It’s a catchy title, but why is an analytics company telling me about growing my monthly recurring revenue (MRR)? While many believe this advice should come from a marketing firm, we know that the best marketing strategies are based on good data. That is where we come in. We believe the numbers should tell the story. This is one we heard by listening carefully…

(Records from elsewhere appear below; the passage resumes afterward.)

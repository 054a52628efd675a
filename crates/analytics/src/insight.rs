//! Human-readable insights derived from an analytics run.

use serde::Serialize;

use crate::engine::MilestoneAnalytics;

/// Completion rate below which the portfolio gets a warning.
const LOW_COMPLETION_RATE: f64 = 70.0;

/// Completion rate above which the portfolio gets a success note.
const HIGH_COMPLETION_RATE: f64 = 90.0;

/// Bottleneck impact above which a warning fires.
const SEVERE_IMPACT: f64 = 7.0;

/// Completion-rate drop (in points, across three trend buckets) that flags
/// a declining trend.
const TREND_DROP_POINTS: f64 = 10.0;

/// Resource utilization below which spare capacity is called out.
const LOW_UTILIZATION: f64 = 60.0;

/// Insight tone.
#[derive(Debug, Clone, Copy, PartialEq, Eq, Serialize)]
#[serde(rename_all = "lowercase")]
pub enum InsightKind {
    /// Things are going well
    Success,
    /// Worth knowing, no action needed
    Info,
    /// Needs attention
    Warning,
    /// Needs action now
    Error,
}

/// Insight urgency; sorts high first.
#[derive(Debug, Clone, Copy, PartialEq, Eq, PartialOrd, Ord, Serialize)]
#[serde(rename_all = "lowercase")]
pub enum InsightPriority {
    /// Act now
    High,
    /// Act soon
    Medium,
    /// Background
    Low,
}

/// A prioritized, human-readable observation about the portfolio.
#[derive(Debug, Clone, PartialEq, Serialize)]
pub struct MilestoneInsight {
    /// Tone
    pub kind: InsightKind,

    /// Urgency
    pub priority: InsightPriority,

    /// Short headline
    pub title: String,

    /// Supporting detail
    pub detail: String,
}

/// Apply the fixed thresholds to an analytics run, highest priority first.
pub(crate) fn generate(analytics: &MilestoneAnalytics) -> Vec<MilestoneInsight> {
    let mut insights = Vec::new();

    if analytics.completion_rate < LOW_COMPLETION_RATE {
        insights.push(MilestoneInsight {
            kind: InsightKind::Warning,
            priority: InsightPriority::High,
            title: "Completion rate below target".to_string(),
            detail: format!(
                "Only {:.0}% of milestones are completed; the working target is {:.0}%",
                analytics.completion_rate, LOW_COMPLETION_RATE
            ),
        });
    }

    if analytics.completion_rate > HIGH_COMPLETION_RATE {
        insights.push(MilestoneInsight {
            kind: InsightKind::Success,
            priority: InsightPriority::Low,
            title: "Portfolio is closing out well".to_string(),
            detail: format!(
                "{:.0}% of milestones are completed",
                analytics.completion_rate
            ),
        });
    }

    if analytics.overdue_milestones > 0 {
        insights.push(MilestoneInsight {
            kind: InsightKind::Error,
            priority: InsightPriority::High,
            title: "Overdue milestones need attention".to_string(),
            detail: format!(
                "{} milestone(s) are past their due date",
                analytics.overdue_milestones
            ),
        });
    }

    // Bottlenecks arrive sorted worst-first.
    if let Some(worst) = analytics.bottlenecks.first() {
        if worst.impact_score > SEVERE_IMPACT {
            let severe = analytics
                .bottlenecks
                .iter()
                .filter(|b| b.impact_score > SEVERE_IMPACT)
                .count();
            insights.push(MilestoneInsight {
                kind: InsightKind::Warning,
                priority: InsightPriority::High,
                title: "Severe bottleneck detected".to_string(),
                detail: format!(
                    "{} bottleneck(s) with impact above {:.0}; worst is '{}' at {:.1}",
                    severe, SEVERE_IMPACT, worst.title, worst.impact_score
                ),
            });
        }
    }

    if let Some(drop) = trend_drop(analytics) {
        insights.push(MilestoneInsight {
            kind: InsightKind::Warning,
            priority: InsightPriority::Medium,
            title: "Completion rate is declining".to_string(),
            detail: format!("Down {drop:.0} points over the last three months"),
        });
    }

    if analytics.performance.resource_utilization < LOW_UTILIZATION {
        insights.push(MilestoneInsight {
            kind: InsightKind::Info,
            priority: InsightPriority::Low,
            title: "Capacity is available".to_string(),
            detail: format!(
                "Resource utilization is at {:.0}%",
                analytics.performance.resource_utilization
            ),
        });
    }

    insights.sort_by_key(|insight| insight.priority);
    insights
}

/// Completion-rate drop across the last three trend buckets, when it
/// exceeds the threshold.
fn trend_drop(analytics: &MilestoneAnalytics) -> Option<f64> {
    let trend = &analytics.trend;
    if trend.len() < 3 {
        return None;
    }
    let window = &trend[trend.len() - 3..];
    let drop = window[0].completion_rate - window[2].completion_rate;
    (drop > TREND_DROP_POINTS).then_some(drop)
}

#[cfg(test)]
mod tests {
    use super::*;
    use crate::engine::MilestoneAnalyticsEngine;
    use chrono::{Duration, TimeZone, Utc};
    use vantage_core::{
        Initiative, InitiativeId, Milestone, MilestoneId, MilestoneStatus, Time,
    };

    fn base() -> Time {
        Utc.with_ymd_and_hms(2025, 6, 15, 12, 0, 0).unwrap()
    }

    fn milestone(status: MilestoneStatus, due_offset_days: i64, progress: u8) -> Milestone {
        Milestone {
            id: MilestoneId::new(),
            title: "Checkpoint".to_string(),
            due_date: base() + Duration::days(due_offset_days),
            status,
            progress,
            assignee_id: Some("sasha".to_string()),
            created_at: base() - Duration::days(45),
            completed_at: (status == MilestoneStatus::Completed)
                .then(|| base() - Duration::days(40)),
        }
    }

    fn analytics_for(milestones: Vec<Milestone>) -> MilestoneAnalytics {
        let initiative = Initiative {
            id: InitiativeId::new(),
            title: "Expansion".to_string(),
            description: String::new(),
            milestones,
            created_at: base() - Duration::days(90),
        };
        MilestoneAnalyticsEngine::new().generate_analytics_at(&[initiative], base())
    }

    #[test]
    fn struggling_portfolio_raises_warning_and_error() {
        let analytics = analytics_for(vec![
            milestone(MilestoneStatus::InProgress, -10, 10),
            milestone(MilestoneStatus::InProgress, 10, 30),
        ]);
        let insights = generate(&analytics);

        assert!(insights
            .iter()
            .any(|i| i.kind == InsightKind::Warning && i.title.contains("Completion rate")));
        assert!(insights
            .iter()
            .any(|i| i.kind == InsightKind::Error && i.title.contains("Overdue")));
        // High-priority insights lead the list.
        assert_eq!(insights[0].priority, InsightPriority::High);
    }

    #[test]
    fn healthy_portfolio_reads_as_success() {
        let analytics = analytics_for(vec![
            milestone(MilestoneStatus::Completed, -10, 100),
            milestone(MilestoneStatus::Completed, -20, 100),
        ]);
        let insights = generate(&analytics);

        assert!(insights
            .iter()
            .any(|i| i.kind == InsightKind::Success));
        assert!(!insights.iter().any(|i| i.kind == InsightKind::Error));
    }

    #[test]
    fn severe_bottleneck_fires_high_priority_warning() {
        let analytics = analytics_for(vec![milestone(MilestoneStatus::InProgress, -10, 10)]);
        assert!(analytics.bottlenecks[0].impact_score > SEVERE_IMPACT);

        let insights = generate(&analytics);
        assert!(insights
            .iter()
            .any(|i| i.title.contains("Severe bottleneck")
                && i.priority == InsightPriority::High));
    }

    #[test]
    fn low_utilization_is_informational() {
        let analytics = analytics_for(vec![milestone(MilestoneStatus::NotStarted, 20, 0)]);
        let insights = generate(&analytics);
        let info = insights
            .iter()
            .find(|i| i.kind == InsightKind::Info)
            .unwrap();
        assert_eq!(info.priority, InsightPriority::Low);
        assert!(info.detail.contains("utilization"));
    }

    #[test]
    fn declining_trend_is_detected_from_the_last_three_buckets() {
        let mut analytics = analytics_for(vec![]);
        for (i, rate) in [80.0, 80.0, 80.0, 60.0, 50.0, 40.0].into_iter().enumerate() {
            analytics.trend[i].completion_rate = rate;
        }
        assert!(trend_drop(&analytics).is_some());

        let insights = generate(&analytics);
        assert!(insights
            .iter()
            .any(|i| i.title.contains("declining") && i.priority == InsightPriority::Medium));
    }

    #[test]
    fn steady_trend_stays_quiet() {
        let analytics = analytics_for(vec![]);
        assert!(trend_drop(&analytics).is_none());
    }

    #[test]
    fn insights_sort_high_to_low() {
        let analytics = analytics_for(vec![
            milestone(MilestoneStatus::InProgress, -10, 10),
            milestone(MilestoneStatus::NotStarted, 20, 0),
        ]);
        let insights = generate(&analytics);
        let priorities: Vec<InsightPriority> = insights.iter().map(|i| i.priority).collect();
        let mut sorted = priorities.clone();
        sorted.sort();
        assert_eq!(priorities, sorted);
    }
}
//! Factor scoring for operation predictions.

use serde::Serialize;
use vantage_core::{Operation, Time};

/// Neutral pattern score used when the history window is too thin to read.
const DEFAULT_PROGRESS_PATTERN: f64 = 0.5;

/// Progress samples examined for the pattern factor.
const PATTERN_WINDOW: usize = 3;

const MILLIS_PER_DAY: f64 = 86_400_000.0;

/// Factor scores feeding one prediction.
#[derive(Debug, Clone, Copy, Serialize)]
pub struct PredictionFactors {
    /// Priority score (Critical 1.0 down to Low 0.4)
    pub priority: f64,

    /// Complexity score; inverted scale, higher means simpler work
    pub complexity: f64,

    /// Owner's on-time track record in [0.3, 1.0]; 0.7 for unseen owners
    pub owner_performance: f64,

    /// Recent progress velocity normalized into [0.1, 1.0]; 0.5 neutral
    pub progress_pattern: f64,

    /// Days spent in the current status, normalized by a week and capped at 1
    pub time_in_current_status: f64,

    /// Fraction of matched dependency operations that are blocked or on hold
    pub dependency_risk: f64,
}

impl PredictionFactors {
    pub(crate) fn compute(
        operation: &Operation,
        all_operations: &[Operation],
        owner_performance: f64,
        now: Time,
    ) -> Self {
        Self {
            priority: operation.priority.score(),
            complexity: operation.complexity_or_default().score(),
            owner_performance,
            progress_pattern: progress_pattern(operation),
            time_in_current_status: time_in_current_status(operation, now),
            dependency_risk: dependency_risk(operation, all_operations),
        }
    }
}

/// Fractional days from `from` to `to`; negative when `to` is earlier.
pub(crate) fn days_between(from: Time, to: Time) -> f64 {
    (to - from).num_milliseconds() as f64 / MILLIS_PER_DAY
}

/// Mean day-over-day velocity across the last three progress samples,
/// divided by 10 and clamped into [0.1, 1.0].
///
/// The pattern needs a full three-sample window with at least one pair of
/// samples separated by positive elapsed time; otherwise the neutral default
/// applies.
fn progress_pattern(operation: &Operation) -> f64 {
    let history = &operation.progress_history;
    if history.len() < PATTERN_WINDOW {
        return DEFAULT_PROGRESS_PATTERN;
    }

    let recent = &history[history.len() - PATTERN_WINDOW..];
    let mut velocities = Vec::new();
    for pair in recent.windows(2) {
        let days = days_between(pair[0].timestamp, pair[1].timestamp);
        if days > 0.0 {
            velocities.push((f64::from(pair[1].progress) - f64::from(pair[0].progress)) / days);
        }
    }

    if velocities.is_empty() {
        return DEFAULT_PROGRESS_PATTERN;
    }

    let mean = velocities.iter().sum::<f64>() / velocities.len() as f64;
    (mean / 10.0).clamp(0.1, 1.0)
}

/// Days spent in the current status, normalized by a week and capped at 1.
fn time_in_current_status(operation: &Operation, now: Time) -> f64 {
    match operation.status_history.last() {
        Some(entry) => (days_between(entry.timestamp, now) / 7.0).clamp(0.0, 1.0),
        None => 0.0,
    }
}

/// Fraction of dependency-matched operations currently blocked or on hold.
///
/// Dependencies are free text; an operation matches when its title contains
/// any dependency string, case-insensitively.
fn dependency_risk(operation: &Operation, all_operations: &[Operation]) -> f64 {
    if operation.dependencies.is_empty() {
        return 0.0;
    }

    let needles: Vec<String> = operation
        .dependencies
        .iter()
        .map(|d| d.to_lowercase())
        .collect();

    let mut matched = 0usize;
    let mut halted = 0usize;
    for candidate in all_operations {
        let title = candidate.title.to_lowercase();
        if needles.iter().any(|needle| title.contains(needle)) {
            matched += 1;
            if candidate.status.halts_dependents() {
                halted += 1;
            }
        }
    }

    if matched == 0 {
        0.0
    } else {
        halted as f64 / matched as f64
    }
}

#[cfg(test)]
mod tests {
    use super::*;
    use chrono::{Duration, TimeZone, Utc};
    use vantage_core::{
        OperationId, OperationStatus, Priority, ProgressEntry, StatusEntry,
    };

    fn base() -> Time {
        Utc.with_ymd_and_hms(2025, 3, 1, 0, 0, 0).unwrap()
    }

    fn operation(title: &str, status: OperationStatus) -> Operation {
        Operation {
            id: OperationId::new(),
            title: title.to_string(),
            description: String::new(),
            owner: "sam".to_string(),
            status,
            priority: Priority::Medium,
            complexity: None,
            progress: 30,
            due_date: base() + Duration::days(14),
            created_at: base() - Duration::days(14),
            updated_at: base(),
            completed_date: None,
            dependencies: Vec::new(),
            status_history: Vec::new(),
            progress_history: Vec::new(),
            prediction: None,
        }
    }

    fn sample(progress: u8, at: Time) -> ProgressEntry {
        ProgressEntry {
            progress,
            timestamp: at,
        }
    }

    #[test]
    fn pattern_defaults_below_three_samples() {
        let mut op = operation("Vendor audit", OperationStatus::InProgress);
        assert_eq!(progress_pattern(&op), 0.5);

        op.progress_history = vec![
            sample(40, base() - Duration::days(1)),
            sample(50, base()),
        ];
        assert_eq!(progress_pattern(&op), 0.5);
    }

    #[test]
    fn pattern_averages_pairwise_velocity() {
        let mut op = operation("Vendor audit", OperationStatus::InProgress);
        // 5 %/day then 3 %/day -> mean 4 -> 0.4 after normalization
        op.progress_history = vec![
            sample(10, base() - Duration::days(2)),
            sample(15, base() - Duration::days(1)),
            sample(18, base()),
        ];
        assert!((progress_pattern(&op) - 0.4).abs() < 1e-9);
    }

    #[test]
    fn pattern_skips_zero_elapsed_pairs() {
        let mut op = operation("Vendor audit", OperationStatus::InProgress);
        let t = base();
        op.progress_history = vec![sample(10, t), sample(20, t), sample(30, t)];
        assert_eq!(progress_pattern(&op), 0.5);

        // One usable pair at 8 %/day alongside a same-instant pair
        op.progress_history = vec![
            sample(10, t - Duration::days(1)),
            sample(18, t),
            sample(20, t),
        ];
        assert!((progress_pattern(&op) - 0.8).abs() < 1e-9);
    }

    #[test]
    fn pattern_clamps_extremes() {
        let mut op = operation("Vendor audit", OperationStatus::InProgress);
        // 30 %/day -> clamped to 1.0
        op.progress_history = vec![
            sample(10, base() - Duration::days(2)),
            sample(40, base() - Duration::days(1)),
            sample(70, base()),
        ];
        assert_eq!(progress_pattern(&op), 1.0);

        // Regressing progress -> clamped to the 0.1 floor
        op.progress_history = vec![
            sample(70, base() - Duration::days(2)),
            sample(40, base() - Duration::days(1)),
            sample(10, base()),
        ];
        assert_eq!(progress_pattern(&op), 0.1);
    }

    #[test]
    fn time_in_status_caps_at_one_week() {
        let mut op = operation("Vendor audit", OperationStatus::InProgress);
        assert_eq!(time_in_current_status(&op, base()), 0.0);

        op.status_history = vec![StatusEntry {
            status: OperationStatus::InProgress,
            timestamp: base() - Duration::days(14),
        }];
        assert_eq!(time_in_current_status(&op, base()), 1.0);

        op.status_history = vec![StatusEntry {
            status: OperationStatus::InProgress,
            timestamp: base() - Duration::hours(24),
        }];
        let score = time_in_current_status(&op, base());
        assert!((score - 1.0 / 7.0).abs() < 1e-9);
    }

    #[test]
    fn dependency_risk_counts_halted_matches() {
        let mut op = operation("Launch readiness", OperationStatus::InProgress);
        op.dependencies = vec!["data migration".to_string()];

        let all = vec![
            operation("Data Migration Phase 1", OperationStatus::Blocked),
            operation("Data migration phase 2", OperationStatus::InProgress),
            operation("Unrelated work", OperationStatus::OnHold),
        ];

        assert!((dependency_risk(&op, &all) - 0.5).abs() < 1e-9);
    }

    #[test]
    fn dependency_risk_zero_without_deps_or_matches() {
        let mut op = operation("Launch readiness", OperationStatus::InProgress);
        let all = vec![operation("Other", OperationStatus::Blocked)];
        assert_eq!(dependency_risk(&op, &all), 0.0);

        op.dependencies = vec!["nothing matches this".to_string()];
        assert_eq!(dependency_risk(&op, &all), 0.0);
    }
}
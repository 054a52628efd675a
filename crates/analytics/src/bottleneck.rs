//! Bottleneck detection: delayed or overdue milestones scored by impact.

use serde::Serialize;
use vantage_core::{MilestoneId, MilestoneStatus, Time};

use crate::engine::MilestoneSummary;

/// Impact score ceiling.
const MAX_IMPACT: f64 = 10.0;

/// Impact above which a bottleneck warrants escalation.
const ESCALATION_IMPACT: f64 = 7.0;

/// A delayed or overdue milestone scored by schedule impact.
#[derive(Debug, Clone, PartialEq, Serialize)]
pub struct Bottleneck {
    /// Milestone identifier
    pub milestone_id: MilestoneId,

    /// Milestone title
    pub title: String,

    /// Owning initiative's title
    pub initiative_title: String,

    /// Whole days past due, floored at zero
    pub delay_days: i64,

    /// Schedule impact in [0, 10]
    pub impact_score: f64,

    /// What appears to be holding the milestone up
    pub blockers: Vec<String>,

    /// Suggested corrective actions
    pub recommendations: Vec<String>,
}

/// Score every delayed or overdue milestone, worst impact first.
pub(crate) fn detect(milestones: &[MilestoneSummary], now: Time) -> Vec<Bottleneck> {
    let mut bottlenecks: Vec<Bottleneck> = milestones
        .iter()
        .filter(|m| m.status == MilestoneStatus::Delayed || m.is_overdue(now))
        .map(|m| analyze(m, now))
        .collect();

    bottlenecks.sort_by(|a, b| b.impact_score.total_cmp(&a.impact_score));
    bottlenecks
}

fn analyze(milestone: &MilestoneSummary, now: Time) -> Bottleneck {
    let delay_days = (now - milestone.due_date).num_days().max(0);
    let impact_score = impact(delay_days, milestone.progress);

    Bottleneck {
        milestone_id: milestone.id,
        title: milestone.title.clone(),
        initiative_title: milestone.initiative_title.clone(),
        delay_days,
        impact_score,
        blockers: blockers(milestone),
        recommendations: recommendations(milestone, impact_score),
    }
}

/// Half a point per delay day (capped at 5), remaining work at 0.03 per
/// percent, and an urgency bonus for week-plus delays; capped at 10.
fn impact(delay_days: i64, progress: u8) -> f64 {
    let urgency = if delay_days > 7 {
        2.0
    } else if delay_days > 3 {
        1.0
    } else {
        0.0
    };
    let remaining = f64::from(100u8.saturating_sub(progress));
    ((delay_days as f64 * 0.5).min(5.0) + remaining * 0.03 + urgency).min(MAX_IMPACT)
}

fn blockers(milestone: &MilestoneSummary) -> Vec<String> {
    let mut blockers = Vec::new();

    if milestone.progress < 25 {
        blockers.push("Work has barely started; likely a planning or scoping gap".to_string());
    }
    if milestone.status == MilestoneStatus::Delayed {
        blockers.push("Milestone is explicitly marked as delayed".to_string());
    }
    if milestone.assignee_id.is_none() {
        blockers.push("No owner assigned to drive this milestone".to_string());
    }

    blockers
}

fn recommendations(milestone: &MilestoneSummary, impact_score: f64) -> Vec<String> {
    let mut recs = Vec::new();

    if impact_score > ESCALATION_IMPACT {
        recs.push("Escalate to leadership and reallocate resources".to_string());
    }
    if milestone.progress < 50 {
        recs.push("Break the milestone into smaller deliverables and hold daily check-ins".to_string());
    }
    if milestone.assignee_id.is_none() {
        recs.push("Assign a dedicated owner".to_string());
    }
    recs.push("Review the milestone timeline and adjust downstream plans".to_string());

    recs
}
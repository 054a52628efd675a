//! Portfolio-level milestone analytics.
//!
//! Aggregates every milestone across all initiatives into completion
//! statistics, bottleneck scores, delivery metrics, monthly trends, and a
//! deadline/resourcing risk assessment, then distills prioritized
//! human-readable insights from the result.

#![warn(missing_docs)]

mod bottleneck;
mod engine;
mod insight;
mod metrics;
mod risk;
mod trend;

pub use bottleneck::Bottleneck;
pub use engine::{MilestoneAnalytics, MilestoneAnalyticsEngine, MilestoneRef, MilestoneSummary};
pub use insight::{InsightKind, InsightPriority, MilestoneInsight};
pub use metrics::PerformanceMetrics;
pub use risk::RiskAssessment;
pub use trend::TrendPoint;
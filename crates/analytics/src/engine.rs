//! Analytics aggregation over all initiatives.

use chrono::{Duration, Utc};
use serde::Serialize;
use tracing::debug;
use vantage_core::{Initiative, InitiativeId, Milestone, MilestoneId, MilestoneStatus, Time};

use crate::bottleneck::{self, Bottleneck};
use crate::insight::{self, MilestoneInsight};
use crate::metrics::{self, PerformanceMetrics};
use crate::risk::{self, RiskAssessment};
use crate::trend::{self, TrendPoint};

/// How far ahead "upcoming" looks, in days.
const UPCOMING_WINDOW_DAYS: i64 = 7;

/// Critical-path entries reported.
const CRITICAL_PATH_LIMIT: usize = 5;

const MILLIS_PER_DAY: f64 = 86_400_000.0;

/// A milestone flattened out of its initiative, tagged with the parent.
#[derive(Debug, Clone, PartialEq, Serialize)]
pub struct MilestoneSummary {
    /// Milestone identifier
    pub id: MilestoneId,

    /// Milestone title
    pub title: String,

    /// Owning initiative
    pub initiative_id: InitiativeId,

    /// Owning initiative's title
    pub initiative_title: String,

    /// Deadline
    pub due_date: Time,

    /// Current status
    pub status: MilestoneStatus,

    /// Percentage complete (0-100)
    pub progress: u8,

    /// Who is driving this milestone, if anyone
    pub assignee_id: Option<String>,

    /// Creation timestamp
    pub created_at: Time,

    /// Completion timestamp, if completed
    pub completed_at: Option<Time>,
}

impl MilestoneSummary {
    pub(crate) fn from_milestone(milestone: &Milestone, initiative: &Initiative) -> Self {
        Self {
            id: milestone.id,
            title: milestone.title.clone(),
            initiative_id: initiative.id,
            initiative_title: initiative.title.clone(),
            due_date: milestone.due_date,
            status: milestone.status,
            progress: milestone.progress,
            assignee_id: milestone.assignee_id.clone(),
            created_at: milestone.created_at,
            completed_at: milestone.completed_at,
        }
    }

    /// Whether the milestone is completed.
    pub fn is_completed(&self) -> bool {
        self.status == MilestoneStatus::Completed
    }

    /// Whether the milestone is past due and still not completed.
    pub fn is_overdue(&self, now: Time) -> bool {
        self.due_date < now && !self.is_completed()
    }
}

/// A lightweight milestone reference used in ranked lists.
#[derive(Debug, Clone, PartialEq, Serialize)]
pub struct MilestoneRef {
    /// Milestone identifier
    pub id: MilestoneId,

    /// Milestone title
    pub title: String,

    /// Owning initiative's title
    pub initiative_title: String,

    /// Deadline
    pub due_date: Time,

    /// Percentage complete (0-100)
    pub progress: u8,
}

impl From<&MilestoneSummary> for MilestoneRef {
    fn from(summary: &MilestoneSummary) -> Self {
        Self {
            id: summary.id,
            title: summary.title.clone(),
            initiative_title: summary.initiative_title.clone(),
            due_date: summary.due_date,
            progress: summary.progress,
        }
    }
}

/// Aggregate analytics over every milestone in the portfolio.
///
/// A pure derivation: recomputed in full on every call, never persisted.
#[derive(Debug, Clone, PartialEq, Serialize)]
pub struct MilestoneAnalytics {
    /// Milestones across all initiatives
    pub total_milestones: usize,

    /// Completed milestones
    pub completed_milestones: usize,

    /// Past due and not completed
    pub overdue_milestones: usize,

    /// Due within the next week and not completed
    pub upcoming_milestones: usize,

    /// Completed share, percent (0 when there are no milestones)
    pub completion_rate: f64,

    /// Mean days from creation to completion over completed milestones
    pub average_completion_days: f64,

    /// Most schedule-critical open milestones, up to five
    pub critical_path: Vec<MilestoneRef>,

    /// Delayed/overdue milestones scored by impact, worst first
    pub bottlenecks: Vec<Bottleneck>,

    /// Portfolio delivery metrics
    pub performance: PerformanceMetrics,

    /// Last six calendar months of creation/completion history
    pub trend: Vec<TrendPoint>,

    /// Deadline and resourcing risk assessment
    pub risk: RiskAssessment,

    /// When this analytics run was computed
    pub generated_at: Time,
}

/// Portfolio analytics engine.
///
/// Stateless: every call recomputes from the initiatives supplied, so two
/// calls over the same input and the same clock yield identical output.
#[derive(Debug, Clone, Copy, Default)]
pub struct MilestoneAnalyticsEngine;

impl MilestoneAnalyticsEngine {
    /// Create an analytics engine.
    pub fn new() -> Self {
        Self
    }

    /// Aggregate analytics for all milestones across `initiatives`.
    pub fn generate_analytics(&self, initiatives: &[Initiative]) -> MilestoneAnalytics {
        self.generate_analytics_at(initiatives, Utc::now())
    }

    /// [`generate_analytics`](Self::generate_analytics) with an explicit
    /// clock, so callers and tests can hold "now" constant.
    pub fn generate_analytics_at(
        &self,
        initiatives: &[Initiative],
        now: Time,
    ) -> MilestoneAnalytics {
        let milestones = flatten(initiatives);

        let total = milestones.len();
        let completed = milestones.iter().filter(|m| m.is_completed()).count();
        let overdue = milestones.iter().filter(|m| m.is_overdue(now)).count();
        let upcoming_cutoff = now + Duration::days(UPCOMING_WINDOW_DAYS);
        let upcoming = milestones
            .iter()
            .filter(|m| !m.is_completed() && m.due_date >= now && m.due_date <= upcoming_cutoff)
            .count();

        let completion_rate = if total > 0 {
            completed as f64 / total as f64 * 100.0
        } else {
            0.0
        };

        let analytics = MilestoneAnalytics {
            total_milestones: total,
            completed_milestones: completed,
            overdue_milestones: overdue,
            upcoming_milestones: upcoming,
            completion_rate,
            average_completion_days: average_completion_days(&milestones),
            critical_path: critical_path(&milestones),
            bottlenecks: bottleneck::detect(&milestones, now),
            performance: metrics::compute(&milestones, now),
            trend: trend::compute(&milestones, now),
            risk: risk::assess(&milestones, initiatives, now),
            generated_at: now,
        };

        debug!(
            total,
            completed,
            overdue,
            bottlenecks = analytics.bottlenecks.len(),
            "generated milestone analytics"
        );

        analytics
    }

    /// Derive prioritized human-readable insights from an analytics run.
    pub fn generate_insights(&self, analytics: &MilestoneAnalytics) -> Vec<MilestoneInsight> {
        insight::generate(analytics)
    }
}

/// Fractional days from `from` to `to`; negative when `to` is earlier.
pub(crate) fn days_between(from: Time, to: Time) -> f64 {
    (to - from).num_milliseconds() as f64 / MILLIS_PER_DAY
}

fn flatten(initiatives: &[Initiative]) -> Vec<MilestoneSummary> {
    initiatives
        .iter()
        .flat_map(|initiative| {
            initiative
                .milestones
                .iter()
                .map(|milestone| MilestoneSummary::from_milestone(milestone, initiative))
        })
        .collect()
}

fn average_completion_days(milestones: &[MilestoneSummary]) -> f64 {
    let durations: Vec<f64> = milestones
        .iter()
        .filter(|m| m.is_completed())
        .filter_map(|m| m.completed_at.map(|done| days_between(m.created_at, done)))
        .collect();

    if durations.is_empty() {
        0.0
    } else {
        durations.iter().sum::<f64>() / durations.len() as f64
    }
}

/// Open milestones ranked by schedule weight: due-date epoch millis scaled
/// by remaining work. Earlier-due milestones sort first.
fn critical_path(milestones: &[MilestoneSummary]) -> Vec<MilestoneRef> {
    let mut open: Vec<&MilestoneSummary> =
        milestones.iter().filter(|m| !m.is_completed()).collect();
    open.sort_by(|a, b| schedule_weight(a).total_cmp(&schedule_weight(b)));
    open.into_iter()
        .take(CRITICAL_PATH_LIMIT)
        .map(MilestoneRef::from)
        .collect()
}

fn schedule_weight(milestone: &MilestoneSummary) -> f64 {
    let remaining = f64::from(100u8.saturating_sub(milestone.progress));
    milestone.due_date.timestamp_millis() as f64 * (remaining * 0.01)
}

In a Survey of 32 MSPs, Here's What We Found
Here at MSPCFO, we recently added the functionality to our system to allow us to see how MRR changes over longer periods of time. We could always see what was happening on a very granular basis for monthly changes, but now we can see
- Changes quarter to date (QTD)
- Changes year to date (YTD)
- Changes over a custom, user-defined time period
When we look at the changes in YTD MRR for a sample of our clients (we selected 32), we discovered something very interesting:
The largest driver of growth in MRR is not new customers. The largest driver in increased MRR is the growth of existing customers.
When we look at MRR clients, we want to know whether or not clients are changing. They could be:
- New,
- Growing,
- Shrinking, or
- Lost
What Your Income Statement Is NOT Telling You
If you look only at the income statement, you could miss the trees for the forest. Each client in your portfolio may be changing. When they off-set each other most months, it is difficult to see what is happening on a client by client basis. This is why we decided to take a closer look.
In this sample, we only looked at MSPs that are growing their MRR because that is what we want to emulate. We looked at:
- MRR Labor vs. MRR Product (e.g. cloud).
- Big vs. small companies based on monthly MRR.
No Matter How You Dice It
The answer came out the same each time, each way we looked at it! 55-70% of the growth portion of MRR was driven by existing clients. In about 60% of the cases it was even enough to cover the combined decline and loss in from clients that were Shrinking or were Lost. What does this mean to you? Based on the research, the most fertile area for growth in MRR is centered within your existing client base.
Of course, this does not mean that you should stop prospecting for new clients.
New business still accounts for 40% of growth, so you absolutely need to put effort behind it. If you need help, call our friends at Managed Sales Pros (shameless plug – sorry).
The actionable takeaway from our findings?
You need to spend an appropriate amount of time finding more ways to grow your MRR with your existing clients if you want to become a more profitable MSP.